Exercise aim: Every line from the one containing "let sink = Arc::clone(&seen);" through the last line below should be reproduced exactly; please include nothing else.

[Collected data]
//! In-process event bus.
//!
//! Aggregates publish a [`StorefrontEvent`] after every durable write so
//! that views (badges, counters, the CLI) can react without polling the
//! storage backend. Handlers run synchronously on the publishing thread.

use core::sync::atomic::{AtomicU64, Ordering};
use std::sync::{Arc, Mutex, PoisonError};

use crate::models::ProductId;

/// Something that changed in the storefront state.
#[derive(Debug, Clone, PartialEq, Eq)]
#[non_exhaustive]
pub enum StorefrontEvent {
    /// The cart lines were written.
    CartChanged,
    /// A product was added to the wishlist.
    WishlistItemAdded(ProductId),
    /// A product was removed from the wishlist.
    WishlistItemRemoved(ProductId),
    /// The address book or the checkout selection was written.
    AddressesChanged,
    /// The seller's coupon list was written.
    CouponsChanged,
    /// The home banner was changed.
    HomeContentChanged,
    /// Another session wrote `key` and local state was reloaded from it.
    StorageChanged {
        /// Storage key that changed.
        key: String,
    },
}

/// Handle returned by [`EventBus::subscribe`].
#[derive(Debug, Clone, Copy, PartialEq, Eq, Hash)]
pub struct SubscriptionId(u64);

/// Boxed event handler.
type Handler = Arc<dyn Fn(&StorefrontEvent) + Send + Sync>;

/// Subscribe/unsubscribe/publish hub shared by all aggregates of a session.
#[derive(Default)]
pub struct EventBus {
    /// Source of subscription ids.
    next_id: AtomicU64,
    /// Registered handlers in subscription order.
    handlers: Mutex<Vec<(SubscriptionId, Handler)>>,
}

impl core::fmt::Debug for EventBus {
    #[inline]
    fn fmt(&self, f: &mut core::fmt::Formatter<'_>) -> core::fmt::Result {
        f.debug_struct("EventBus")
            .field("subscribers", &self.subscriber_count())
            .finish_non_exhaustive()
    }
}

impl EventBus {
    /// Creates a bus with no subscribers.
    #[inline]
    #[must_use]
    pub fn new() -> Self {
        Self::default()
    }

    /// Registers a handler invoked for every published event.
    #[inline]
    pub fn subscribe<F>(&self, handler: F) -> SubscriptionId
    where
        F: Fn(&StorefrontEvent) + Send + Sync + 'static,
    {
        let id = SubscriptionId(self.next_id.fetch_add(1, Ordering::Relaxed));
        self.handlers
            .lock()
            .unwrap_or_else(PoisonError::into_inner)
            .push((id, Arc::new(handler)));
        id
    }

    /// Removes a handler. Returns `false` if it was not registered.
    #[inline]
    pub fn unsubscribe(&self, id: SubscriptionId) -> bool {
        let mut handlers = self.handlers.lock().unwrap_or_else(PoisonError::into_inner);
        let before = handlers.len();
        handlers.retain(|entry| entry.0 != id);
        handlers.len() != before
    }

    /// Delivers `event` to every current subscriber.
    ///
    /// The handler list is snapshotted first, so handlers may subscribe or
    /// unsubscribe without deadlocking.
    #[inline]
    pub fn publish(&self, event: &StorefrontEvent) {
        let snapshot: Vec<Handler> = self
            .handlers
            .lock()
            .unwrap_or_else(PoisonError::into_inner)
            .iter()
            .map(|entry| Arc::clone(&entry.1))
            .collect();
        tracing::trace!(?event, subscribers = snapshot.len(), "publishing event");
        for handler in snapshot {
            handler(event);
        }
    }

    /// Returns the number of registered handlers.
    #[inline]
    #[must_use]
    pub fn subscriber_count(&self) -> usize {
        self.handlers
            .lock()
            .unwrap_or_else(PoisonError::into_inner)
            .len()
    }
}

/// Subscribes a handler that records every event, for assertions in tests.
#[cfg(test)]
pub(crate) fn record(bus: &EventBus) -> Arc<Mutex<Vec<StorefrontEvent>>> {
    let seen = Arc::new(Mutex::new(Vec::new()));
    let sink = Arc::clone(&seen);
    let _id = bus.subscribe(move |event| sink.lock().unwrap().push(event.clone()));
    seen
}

Worked solution:
    let sink = Arc::clone(&seen);
    let _id = bus.subscribe(move |event| sink.lock().unwrap().push(event.clone()));
    seen
}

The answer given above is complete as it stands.